In a sense, Edward, from Twilight, is a villain, though not in the traditional sense. He must constantly fight his natural impulses in order to be with Bella, and that, in itself, creates an almost insurmountable barrier between the two. Their relationship is fraught with danger, just by what Edward is. (If you haven’t read the book, I won’t spoil it for you!)

A book can have multiple antagonists. In Twilight, Bella’s goal is to be with Edward. James comes to stand firmly in her way. He is determined to have Bella, and if he succeeds, Bella will never be with Edward again. James’s motivation is in direct opposition to Bella’s. That opposition is essential in an antagonist.

The protagonist and the antagonist have opposing goals, with their motivations stemming from the main plot. This interwoven opposition is what fuels the conflict in your story. And remember…conflict is key.

Jupiter = Conflict

Big, fast, and full of poisonous gasses–that’s Jupiter. Jupiter could be the bully of the sky, if only it could escape from the sun’s pull. Likewise, the conflicts in your book can take over and spin out of control if you’re not careful. Conflicts must stem from the plot and be legitimate. Your goal as a writer is to have readers turning the pages, right? Identify what your main conflicts are, make sure that they relate back to your core plot, and you’ll stay on the orbital path.

Saturn = Theme

Like the rings of Saturn, the theme encircles every other aspect of your book. Theme exists as part of the plot, is built into character’s motivations, tickles the subplots, and even feeds into details. The underlying message(s) you weave into your writing frames the context in which you’ve built your fictional world. Is your point that love conquers all? Or that justice will prevail? Or maybe your theme revolves around family being a person’s greatest support. Whatever your theme is, it isn’t stated directly; rather, it is woven into the plot.

One of Twilight’s themes is that of star-crossed lovers. The story centers around the battle between compulsion (or in Edward’s case, instinct) and desire. Let’s go back to the planets orbiting the sun. The theme of star-crossed lovers is interwoven into Twilight’s plot by the very nature of Edward’s character. That theme is part of every action, every thought, every decision that affects Bella and Edward. It surrounds the story and the characters just as Saturn’s rings encircle the planet.

Uranus = Plot Twists and Turns

The orbital path of Uranus wasn’t predictable back when it was discovered. Neither should the plot twist and turns in your book. Keeping the reader guessing, but using fair play, as they say in mystery writing, is crucial. Even if you’re throwing the reader off the trail, those events in your novel must be explained so that the reader can look back and say, “Ah ha! I see it now.” No matter what genre you write in, tying plot points to the main plot is essential.

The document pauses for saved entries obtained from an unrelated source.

impl StoreLog {
    #[tracing::instrument(level = "info", skip_all, fields(root = %root.as_ref().display()))]
    pub fn open<P: AsRef<Path>>(root: P) -> Result<Self, StorageError> {
        let root = root.as_ref().to_path_buf();
        let trash = root.join(TRASH_DIR);
        FileIo::ensure_directory_exists(&root)?;
        FileIo::ensure_directory_exists(&trash)?;

        for ext in [RECEIVING_EXT, COMPACTING_EXT] {
            for (stem, path) in FileIo::list_with_extension(&root, ext)? {
                FileIo::remove(&path)?;
                info!("Removed interrupted temporary segment {stem}.{ext}");
            }
        }

        let log = StoreLog {
            root,
            trash,
            gate: RwLock::new(()),
        };
        info!(
            "Opened store with {} live segments in {}",
            log.list_segments()?.len(),
            log.root.display()
        );
        Ok(log)
    }

    pub fn root(&self) -> &Path {
        &self.root
    }

    fn live_path(&self, id: StoreSegmentId, state: StoreState) -> PathBuf {
        self.root.join(format!("{id}.{}", state.extension()))
    }

    fn trash_path(&self, id: StoreSegmentId, trashed_at_ms: u64) -> PathBuf {
        self.trash.join(format!("{id}.{trashed_at_ms}.{TRASHED_EXT}"))
    }

    fn temp_path(&self, id: StoreSegmentId, ext: &str) -> PathBuf {
        self.root
            .join(format!("{id}.{}.{ext}", Uuid::new_v4().simple()))
    }

    fn find_live(&self, id: StoreSegmentId) -> Option<(StoreState, PathBuf)> {
        [StoreState::Fresh, StoreState::Compacted]
            .into_iter()
            .map(|state| (state, self.live_path(id, state)))
            .find(|(_, path)| path.is_file())
    }

    fn find_trashed(&self, id: StoreSegmentId) -> Result<Option<TrashedSegment>, StorageError> {
        Ok(self.list_trashed()?.into_iter().find(|t| t.id == id))
    }

    /// Live segments ordered by id.
    pub fn list_segments(&self) -> Result<Vec<StoreSegmentInfo>, StorageError> {
        let mut segments = Vec::new();
        for state in [StoreState::Fresh, StoreState::Compacted] {
            for (stem, path) in FileIo::list_with_extension(&self.root, state.extension())? {
                let Ok(id) = stem.parse::<StoreSegmentId>() else {
                    warn!("Skipping unrecognised file {}", path.display());
                    continue;
                };
                let size = match FileIo::file_size(&path) {
                    Ok(size) => size,
                    // Removed by a concurrent merge between listing and stat.
                    Err(e) if e.is_not_found() => continue,
                    Err(e) => return Err(e),
                };
                segments.push(StoreSegmentInfo { id, size, state });
            }
        }
        segments.sort_by_key(|s| s.id);
        Ok(segments)
    }

    pub fn list_trashed(&self) -> Result<Vec<TrashedSegment>, StorageError> {
        let mut trashed = Vec::new();
        for (stem, path) in FileIo::list_with_extension(&self.trash, TRASHED_EXT)? {
            let parsed = stem.split_once('.').and_then(|(id, ms)| {
                Some((id.parse::<StoreSegmentId>().ok()?, ms.parse::<u64>().ok()?))
            });
            let Some((id, trashed_at_ms)) = parsed else {
                warn!("Skipping unrecognised trash file {}", path.display());
                continue;
            };
            let size = match FileIo::file_size(&path) {
                Ok(size) => size,
                Err(e) if e.is_not_found() => continue,
                Err(e) => return Err(e),
            };
            trashed.push(TrashedSegment {
                id,
                size,
                trashed_at_ms,
            });
        }
        trashed.sort_by_key(|t| (t.id, t.trashed_at_ms));
        Ok(trashed)
    }

    /// Durably store a segment received from a consumer.
    ///
    /// Re-delivery of a segment already held (live or trashed) with the same
    /// size is acknowledged as a duplicate without writing anything. A body of
    /// a different size under a held id is a retried read that saw more or
    /// fewer records; the held copy is replaced by the union of both.
    #[tracing::instrument(level = "debug", skip(self, body), fields(segment = %id, size = body.len()))]
    pub fn accept_replica(
        &self,
        id: StoreSegmentId,
        body: &[u8],
    ) -> Result<ReplicaAck, SegmentError> {
        validate_body(id, body)?;
        let size = body.len() as u64;

        if self.held_copy(id)?.is_some_and(|held| held.size == size) {
            return Ok(duplicate_ack(id, size));
        }

        let temp = self.temp_path(id, RECEIVING_EXT);
        FileIo::write_durably(&temp, body)?;

        let _gate = self.gate.write();
        // Another consumer may have delivered the same segment meanwhile.
        match self.held_copy(id)? {
            None => {
                FileIo::rename_durably(&temp, &self.live_path(id, StoreState::Fresh))?;
                debug!("Accepted replica {id} ({size} bytes)");
                Ok(ReplicaAck {
                    segment_id: id,
                    size,
                    duplicate: false,
                })
            }
            Some(held) if held.size == size => {
                FileIo::remove(&temp)?;
                Ok(duplicate_ack(id, size))
            }
            Some(held) => {
                FileIo::remove(&temp)?;
                self.absorb(id, held, body)
            }
        }
    }

    fn held_copy(&self, id: StoreSegmentId) -> Result<Option<HeldCopy>, StorageError> {
        if let Some((state, path)) = self.find_live(id) {
            let size = FileIo::file_size(&path)?;
            return Ok(Some(HeldCopy {
                path,
                size,
                state: Some(state),
            }));
        }
        Ok(self.find_trashed(id)?.map(|trashed| HeldCopy {
            path: self.trash_path(trashed.id, trashed.trashed_at_ms),
            size: trashed.size,
            state: None,
        }))
    }

    /// Replace the held copy of `id` with the union of its records and
    /// `incoming`. Caller holds the gate for writing.
    fn absorb(
        &self,
        id: StoreSegmentId,
        held: HeldCopy,
        incoming: &[u8],
    ) -> Result<ReplicaAck, SegmentError> {
        let held_body = FileIo::read_all(&held.path)?;
        let (union, added) = union_bodies(&held_body, incoming)
            .map_err(|reason| StorageError::corruption(format!("held segment {id}"), reason))?;
        if added == 0 {
            debug!("Replica {id} holds every incoming record, acknowledging duplicate");
            return Ok(duplicate_ack(id, held.size));
        }

        // A trashed copy comes back to life; incoming records were never
        // acknowledged as stored, so they must not be deleted with it.
        let target = self.live_path(id, held.state.unwrap_or(StoreState::Fresh));
        let temp = self.temp_path(id, RECEIVING_EXT);
        FileIo::write_durably(&temp, &union)?;
        FileIo::rename_durably(&temp, &target)?;
        if held.state.is_none() {
            FileIo::remove(&held.path)?;
        }
        info!(
            "Replica {id} re-delivered with {added} new records, held copy now {} bytes",
            union.len()
        );

        Ok(ReplicaAck {
            segment_id: id,
            size: union.len() as u64,
            duplicate: false,
        })
    }

    /// Segment body, looking in the trash when the segment is no longer live.
    pub fn read_segment(&self, id: StoreSegmentId) -> Result<Vec<u8>, SegmentError> {
        let _gate = self.gate.read();
        if let Some((_, path)) = self.find_live(id) {
            return Ok(FileIo::read_all(&path)?);
        }
        if let Some(trashed) = self.find_trashed(id)? {
            return Ok(FileIo::read_all(
                &self.trash_path(trashed.id, trashed.trashed_at_ms),
            )?);
        }
        Err(SegmentError::SegmentNotFound {
            segment_id: id.to_string(),
        })
    }

    /// Move a trashed segment back to the live set.
    #[tracing::instrument(level = "info", skip(self), fields(segment = %id))]
    pub fn restore(&self, id: StoreSegmentId) -> Result<StoreSegmentInfo, SegmentError> {
        let _gate = self.gate.write();
        let trashed = self
            .find_trashed(id)?
            .ok_or_else(|| SegmentError::SegmentNotFound {
                segment_id: id.to_string(),
            })?;
        let from = self.trash_path(trashed.id, trashed.trashed_at_ms);

        if let Some((state, _)) = self.find_live(id) {
            FileIo::remove(&from)?;
            return Ok(StoreSegmentInfo {
                id,
                size: trashed.size,
                state,
            });
        }

        FileIo::rename_durably(&from, &self.live_path(id, StoreState::Compacted))?;
        info!("Restored segment {id} from trash");
        Ok(StoreSegmentInfo {
            id,
            size: trashed.size,
            state: StoreState::Compacted,
        })
    }

    /// Matching record lines (without the trailing newline) from live
    /// segments, ordered by record id with repeated ids collapsed. Payload
    /// bytes are returned as stored.
    #[tracing::instrument(level = "debug", skip(self))]
    pub fn query_local(&self, params: &QueryParams) -> Result<Vec<Vec<u8>>, StorageError> {
        let (from_ms, to_ms) = (params.from_ms(), params.to_ms());
        let mut bodies = Vec::new();
        {
            let _gate = self.gate.read();
            for segment in self.list_segments()? {
                if !segment.id.overlaps(from_ms, to_ms) {
                    continue;
                }
                let path = self.live_path(segment.id, segment.state);
                match FileIo::read_all(&path) {
                    Ok(body) => bodies.push((segment.id, body)),
                    Err(e) => warn!("Skipping unreadable segment {}: {e}", segment.id),
                }
            }
        }

        let mut inputs: Vec<Vec<RecordLine<'_>>> = Vec::with_capacity(bodies.len());
        for (id, body) in &bodies {
            match parse_records(body) {
                Ok(records) => inputs.push(records.into_iter().filter(|r| params.matches(r)).collect()),
                Err(reason) => warn!("Skipping corrupt segment {id}: {reason}"),
            }
        }

        let limit = params.limit.unwrap_or(usize::MAX);
        let mut lines = Vec::new();
        let mut last = None;
        for record in merge_by_key(inputs, |r| r.id) {
            if lines.len() >= limit {
                break;
            }
            if last == Some(record.id) {
                continue;
            }
            last = Some(record.id);
            lines.push(record.line.to_vec());
        }
        Ok(lines)
    }

    /// Merge live segments into one compacted segment. Inputs are removed only
    /// after the output is durable. Returns `None` when there was nothing to do.
    #[tracing::instrument(level = "info", skip(self, ids), fields(inputs = ids.len()))]
    pub fn merge_segments(
        &self,
        ids: &[StoreSegmentId],
    ) -> Result<Option<StoreSegmentInfo>, SegmentError> {
        let mut inputs = Vec::with_capacity(ids.len());
        for id in ids {
            match self.find_live(*id) {
                Some((_, path)) => {
                    let body = FileIo::read_all(&path)?;
                    inputs.push((path, body));
                }
                None => {
                    debug!("Segment {id} vanished before merge, skipping group");
                    return Ok(None);
                }
            }
        }
        if inputs.len() < 2 {
            return Ok(None);
        }

        let bodies: Vec<&[u8]> = inputs.iter().map(|(_, body)| body.as_slice()).collect();
        let merged = merge_bodies(&bodies).map_err(|reason| {
            StorageError::corruption(format!("merge of {} segments", ids.len()), reason)
        })?;
        let records = parse_records(&merged)
            .map_err(|reason| StorageError::corruption("merge output", reason))?;
        let Some(output_id) = StoreSegmentId::from_records(&records) else {
            return Ok(None);
        };
        drop(records);

        let output = self.live_path(output_id, StoreState::Compacted);
        let input_paths: Vec<&PathBuf> = inputs.iter().map(|(path, _)| path).collect();
        let temp = self.temp_path(output_id, COMPACTING_EXT);
        FileIo::write_durably(&temp, &merged)?;

        let _gate = self.gate.write();
        // An input absorbed a re-delivery or was trashed since it was read.
        let inputs_changed = inputs.iter().any(|(path, body)| {
            FileIo::file_size(path).map_or(true, |size| size != body.len() as u64)
        });
        if inputs_changed {
            debug!("Merge inputs changed while merging, skipping group");
            FileIo::remove(&temp)?;
            return Ok(None);
        }
        let clobbers_other = self
            .find_live(output_id)
            .is_some_and(|(_, path)| !input_paths.contains(&&path));
        if clobbers_other {
            warn!("Merge output {output_id} collides with a live segment, skipping");
            FileIo::remove(&temp)?;
            return Ok(None);
        }

        FileIo::rename_durably(&temp, &output)?;
        for path in input_paths {
            if *path != output {
                FileIo::remove(path)?;
            }
        }
        FileIo::sync_directory(&self.root)?;

        Ok(Some(StoreSegmentInfo {
            id: output_id,
            size: merged.len() as u64,
            state: StoreState::Compacted,
        }))
    }

    /// First phase of deletion: move a live segment into the trash.
    #[tracing::instrument(level = "debug", skip(self), fields(segment = %id))]
    pub fn trash_segment(
        &self,
        id: StoreSegmentId,
        now_ms: u64,
    ) -> Result<TrashedSegment, SegmentError> {
        let _gate = self.gate.write();
        let (_, path) = self
            .find_live(id)
            .ok_or_else(|| SegmentError::SegmentNotFound {
                segment_id: id.to_string(),
            })?;
        let size = FileIo::file_size(&path)?;
        FileIo::rename_durably(&path, &self.trash_path(id, now_ms))?;
        Ok(TrashedSegment {
            id,
            size,
            trashed_at_ms: now_ms,
        })
    }

    /// Second phase of deletion.
    pub fn purge_segment(&self, trashed: &TrashedSegment) -> Result<(), SegmentError> {
        let _gate = self.gate.write();
        let path = self.trash_path(trashed.id, trashed.trashed_at_ms);
        match FileIo::remove(&path) {
            Ok(()) => Ok(()),
            Err(e) if e.is_not_found() => Ok(()),
            Err(e) => Err(e.into()),
        }
    }
}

If you remember that every turn of event in your book must propel the story forward and be necessary, you should make out okay. Allison Brennan has this to say about writing her romantic suspense books: “Every scene should advance the suspense or the romance. If it doesn’t advance the suspense or the romance–or be key to characterization–it should be dumped.” It really is as simple as that. If a plot point doesn’t move the story forward, either externally or internally, it has no place in your book.

In Twilight, each scene, each event, helps build the world in Forks, Washington. Each look between Bella and Edward, each conversation with Mike, each email from Bella’s mother relate back to the Sun–to Bella’s goal of staying in Forks and being with Edward.

Lori Devoti, writer of romantic comedy and dark paranormal, says that having the hero and heroine meet or connect in a way that is tied directly to the plot makes the author’s job that much easier. I can’t agree more. In the first book in my Lola PI Latina Mystery Series, Living the Vida Lola, part of the storyline centers on my heroine reconnecting with her old high school crush. I wanted the meeting to be legitimate, meaning the meeting with Jack had to stem from Lola’s job as a private investigator. I wrote the scene several times until I was sure I had it right. Now the scene advances both the mystery and the romance and fits perfectly.

Sometimes the decision to cut a scene can be tough. If you’re not sure, go back to the solar system and you should be able to identify whether or not the scene works. Does it orbit the sun or is it flying off into the unknown universe, not connected to anything? Lori Wilde has this advice: “Everything in your book should be connected on some level. Through theme or symbolism, through plot or character. Through the emotional components, through the subplots…Don’t be guilty of self-indulgent writing. Make the elements connect or toss it out.”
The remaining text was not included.